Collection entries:
================================

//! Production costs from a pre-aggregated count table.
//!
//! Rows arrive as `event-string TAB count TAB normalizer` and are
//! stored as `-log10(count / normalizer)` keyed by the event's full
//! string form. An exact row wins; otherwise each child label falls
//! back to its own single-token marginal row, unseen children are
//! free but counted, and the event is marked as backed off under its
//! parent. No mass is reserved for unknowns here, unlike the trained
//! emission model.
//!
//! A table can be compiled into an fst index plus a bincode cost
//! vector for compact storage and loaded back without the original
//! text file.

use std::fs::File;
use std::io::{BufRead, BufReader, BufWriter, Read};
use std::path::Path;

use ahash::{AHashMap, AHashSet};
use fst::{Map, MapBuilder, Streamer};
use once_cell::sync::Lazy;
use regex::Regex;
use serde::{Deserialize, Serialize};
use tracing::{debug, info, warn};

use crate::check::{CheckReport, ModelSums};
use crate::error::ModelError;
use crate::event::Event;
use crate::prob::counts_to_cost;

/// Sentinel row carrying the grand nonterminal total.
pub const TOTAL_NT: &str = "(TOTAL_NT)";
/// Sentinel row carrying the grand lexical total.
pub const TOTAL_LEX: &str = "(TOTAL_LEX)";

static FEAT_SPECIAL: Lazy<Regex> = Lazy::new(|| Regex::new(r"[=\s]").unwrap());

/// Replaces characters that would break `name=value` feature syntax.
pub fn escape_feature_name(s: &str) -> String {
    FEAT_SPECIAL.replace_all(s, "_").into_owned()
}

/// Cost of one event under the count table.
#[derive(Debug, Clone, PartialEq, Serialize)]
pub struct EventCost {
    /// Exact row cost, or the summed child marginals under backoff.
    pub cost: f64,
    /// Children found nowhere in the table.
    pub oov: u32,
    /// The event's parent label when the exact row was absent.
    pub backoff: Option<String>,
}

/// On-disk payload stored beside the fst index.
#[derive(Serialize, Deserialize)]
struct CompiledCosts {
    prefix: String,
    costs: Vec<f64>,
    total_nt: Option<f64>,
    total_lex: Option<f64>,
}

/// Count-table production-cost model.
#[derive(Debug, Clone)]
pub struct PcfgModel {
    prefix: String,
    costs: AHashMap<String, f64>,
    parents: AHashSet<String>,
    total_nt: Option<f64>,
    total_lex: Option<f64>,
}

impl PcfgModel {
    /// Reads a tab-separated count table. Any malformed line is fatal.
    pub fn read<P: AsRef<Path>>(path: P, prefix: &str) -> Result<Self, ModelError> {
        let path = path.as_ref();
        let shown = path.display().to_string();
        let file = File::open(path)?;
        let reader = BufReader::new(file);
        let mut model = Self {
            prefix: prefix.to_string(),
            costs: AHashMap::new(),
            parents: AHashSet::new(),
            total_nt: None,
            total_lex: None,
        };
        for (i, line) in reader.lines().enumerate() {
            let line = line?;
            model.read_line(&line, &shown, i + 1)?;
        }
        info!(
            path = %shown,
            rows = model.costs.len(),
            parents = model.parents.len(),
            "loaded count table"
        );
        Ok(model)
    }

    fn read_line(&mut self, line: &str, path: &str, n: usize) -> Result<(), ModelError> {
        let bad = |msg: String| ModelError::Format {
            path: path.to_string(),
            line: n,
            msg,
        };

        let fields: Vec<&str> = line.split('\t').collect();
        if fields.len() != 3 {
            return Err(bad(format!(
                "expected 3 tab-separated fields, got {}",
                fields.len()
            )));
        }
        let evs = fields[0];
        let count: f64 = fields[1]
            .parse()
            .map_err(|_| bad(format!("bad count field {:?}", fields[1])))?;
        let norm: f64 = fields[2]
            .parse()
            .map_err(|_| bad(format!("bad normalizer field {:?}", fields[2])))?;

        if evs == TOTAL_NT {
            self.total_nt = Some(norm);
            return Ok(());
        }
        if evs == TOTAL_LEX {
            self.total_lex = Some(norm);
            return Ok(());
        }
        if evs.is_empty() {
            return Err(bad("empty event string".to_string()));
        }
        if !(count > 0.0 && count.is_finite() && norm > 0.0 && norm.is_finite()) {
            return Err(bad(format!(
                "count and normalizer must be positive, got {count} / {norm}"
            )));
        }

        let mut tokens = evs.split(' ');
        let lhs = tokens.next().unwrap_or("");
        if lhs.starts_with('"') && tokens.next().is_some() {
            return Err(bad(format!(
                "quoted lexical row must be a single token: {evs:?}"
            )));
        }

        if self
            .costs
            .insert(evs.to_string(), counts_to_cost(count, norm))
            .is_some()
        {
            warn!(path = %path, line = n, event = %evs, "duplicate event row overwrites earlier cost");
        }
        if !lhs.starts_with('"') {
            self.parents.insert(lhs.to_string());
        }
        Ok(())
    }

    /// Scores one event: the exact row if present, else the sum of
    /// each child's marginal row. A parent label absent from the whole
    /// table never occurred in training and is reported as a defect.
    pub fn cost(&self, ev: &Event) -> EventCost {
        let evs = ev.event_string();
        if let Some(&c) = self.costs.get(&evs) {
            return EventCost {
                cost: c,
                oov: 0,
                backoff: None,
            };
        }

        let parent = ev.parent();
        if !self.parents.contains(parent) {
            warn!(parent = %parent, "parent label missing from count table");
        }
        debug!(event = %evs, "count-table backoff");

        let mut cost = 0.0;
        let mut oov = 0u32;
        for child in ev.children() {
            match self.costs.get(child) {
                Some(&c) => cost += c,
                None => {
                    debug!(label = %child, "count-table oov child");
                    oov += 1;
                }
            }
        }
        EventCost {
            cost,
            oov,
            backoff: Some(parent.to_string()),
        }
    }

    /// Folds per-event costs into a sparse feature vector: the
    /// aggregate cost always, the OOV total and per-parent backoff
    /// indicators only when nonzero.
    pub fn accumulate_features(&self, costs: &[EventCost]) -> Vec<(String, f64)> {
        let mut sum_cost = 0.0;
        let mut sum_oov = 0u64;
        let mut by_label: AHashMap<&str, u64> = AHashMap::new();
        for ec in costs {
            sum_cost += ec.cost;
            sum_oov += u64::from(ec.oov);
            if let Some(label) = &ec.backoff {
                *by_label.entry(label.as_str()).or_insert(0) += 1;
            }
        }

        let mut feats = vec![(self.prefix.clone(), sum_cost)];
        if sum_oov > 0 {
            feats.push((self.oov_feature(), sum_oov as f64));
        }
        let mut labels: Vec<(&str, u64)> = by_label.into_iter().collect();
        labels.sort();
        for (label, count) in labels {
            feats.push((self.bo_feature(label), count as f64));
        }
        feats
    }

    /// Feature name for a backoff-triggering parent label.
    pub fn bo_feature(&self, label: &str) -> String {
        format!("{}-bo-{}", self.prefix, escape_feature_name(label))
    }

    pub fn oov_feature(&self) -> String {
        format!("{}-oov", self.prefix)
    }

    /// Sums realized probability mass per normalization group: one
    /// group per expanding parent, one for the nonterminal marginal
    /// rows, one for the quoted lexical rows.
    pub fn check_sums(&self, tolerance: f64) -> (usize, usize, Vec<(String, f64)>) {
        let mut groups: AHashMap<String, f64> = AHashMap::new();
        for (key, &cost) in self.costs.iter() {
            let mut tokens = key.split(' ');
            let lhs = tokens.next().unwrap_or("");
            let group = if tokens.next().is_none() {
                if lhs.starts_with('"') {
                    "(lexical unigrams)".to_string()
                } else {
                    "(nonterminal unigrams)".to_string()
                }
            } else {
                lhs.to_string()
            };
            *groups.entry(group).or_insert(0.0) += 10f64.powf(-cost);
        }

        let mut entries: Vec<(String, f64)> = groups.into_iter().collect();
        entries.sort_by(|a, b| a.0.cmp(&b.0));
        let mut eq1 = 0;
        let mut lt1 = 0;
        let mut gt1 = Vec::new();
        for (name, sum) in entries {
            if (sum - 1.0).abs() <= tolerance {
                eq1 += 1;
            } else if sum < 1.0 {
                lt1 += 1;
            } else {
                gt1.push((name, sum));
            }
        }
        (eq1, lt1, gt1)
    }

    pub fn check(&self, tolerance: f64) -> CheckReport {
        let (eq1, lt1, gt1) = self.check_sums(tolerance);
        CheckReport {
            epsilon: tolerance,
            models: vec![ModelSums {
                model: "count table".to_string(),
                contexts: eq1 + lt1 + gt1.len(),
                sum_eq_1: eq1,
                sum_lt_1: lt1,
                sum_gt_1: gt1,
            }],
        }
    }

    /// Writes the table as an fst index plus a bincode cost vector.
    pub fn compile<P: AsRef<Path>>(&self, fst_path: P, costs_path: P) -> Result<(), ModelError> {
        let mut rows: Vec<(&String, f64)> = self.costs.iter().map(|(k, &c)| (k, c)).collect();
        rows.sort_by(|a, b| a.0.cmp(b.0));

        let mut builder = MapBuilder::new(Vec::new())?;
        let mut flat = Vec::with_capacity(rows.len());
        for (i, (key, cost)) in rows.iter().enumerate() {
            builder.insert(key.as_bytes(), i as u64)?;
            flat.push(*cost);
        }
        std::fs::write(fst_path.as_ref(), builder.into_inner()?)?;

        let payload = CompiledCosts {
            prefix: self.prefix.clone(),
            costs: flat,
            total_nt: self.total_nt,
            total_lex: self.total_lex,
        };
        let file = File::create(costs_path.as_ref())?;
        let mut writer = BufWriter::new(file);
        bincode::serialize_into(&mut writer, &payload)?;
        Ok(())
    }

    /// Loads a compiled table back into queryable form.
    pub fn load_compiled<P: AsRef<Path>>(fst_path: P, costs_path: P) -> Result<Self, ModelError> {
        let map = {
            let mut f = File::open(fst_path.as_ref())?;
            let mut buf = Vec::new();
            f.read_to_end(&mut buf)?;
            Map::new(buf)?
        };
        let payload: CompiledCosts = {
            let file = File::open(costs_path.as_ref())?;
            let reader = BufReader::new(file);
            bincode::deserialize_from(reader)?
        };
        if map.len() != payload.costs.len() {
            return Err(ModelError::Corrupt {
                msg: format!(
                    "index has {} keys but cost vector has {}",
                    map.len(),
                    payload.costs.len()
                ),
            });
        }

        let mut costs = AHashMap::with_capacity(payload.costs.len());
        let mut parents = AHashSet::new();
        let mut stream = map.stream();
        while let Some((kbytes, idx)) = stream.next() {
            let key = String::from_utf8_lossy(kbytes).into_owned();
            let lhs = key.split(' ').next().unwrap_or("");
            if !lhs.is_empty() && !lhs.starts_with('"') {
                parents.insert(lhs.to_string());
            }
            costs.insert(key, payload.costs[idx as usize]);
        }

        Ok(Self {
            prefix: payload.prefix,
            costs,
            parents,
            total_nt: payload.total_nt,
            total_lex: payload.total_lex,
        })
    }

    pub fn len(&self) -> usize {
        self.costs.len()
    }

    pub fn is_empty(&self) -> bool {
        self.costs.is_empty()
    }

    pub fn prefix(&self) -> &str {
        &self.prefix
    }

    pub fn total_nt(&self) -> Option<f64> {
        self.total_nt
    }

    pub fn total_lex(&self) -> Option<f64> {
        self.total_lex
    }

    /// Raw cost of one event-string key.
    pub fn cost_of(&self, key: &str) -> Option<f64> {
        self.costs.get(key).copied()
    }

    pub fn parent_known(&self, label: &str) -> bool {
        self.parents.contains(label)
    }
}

================================

TASK DETAILS: From the entries above, extract every line where the word "warn" appears.

ANSWER SPACE:
use tracing::{debug, info, warn};
            warn!(path = %path, line = n, event = %evs, "duplicate event row overwrites earlier cost");
            warn!(parent = %parent, "parent label missing from count table");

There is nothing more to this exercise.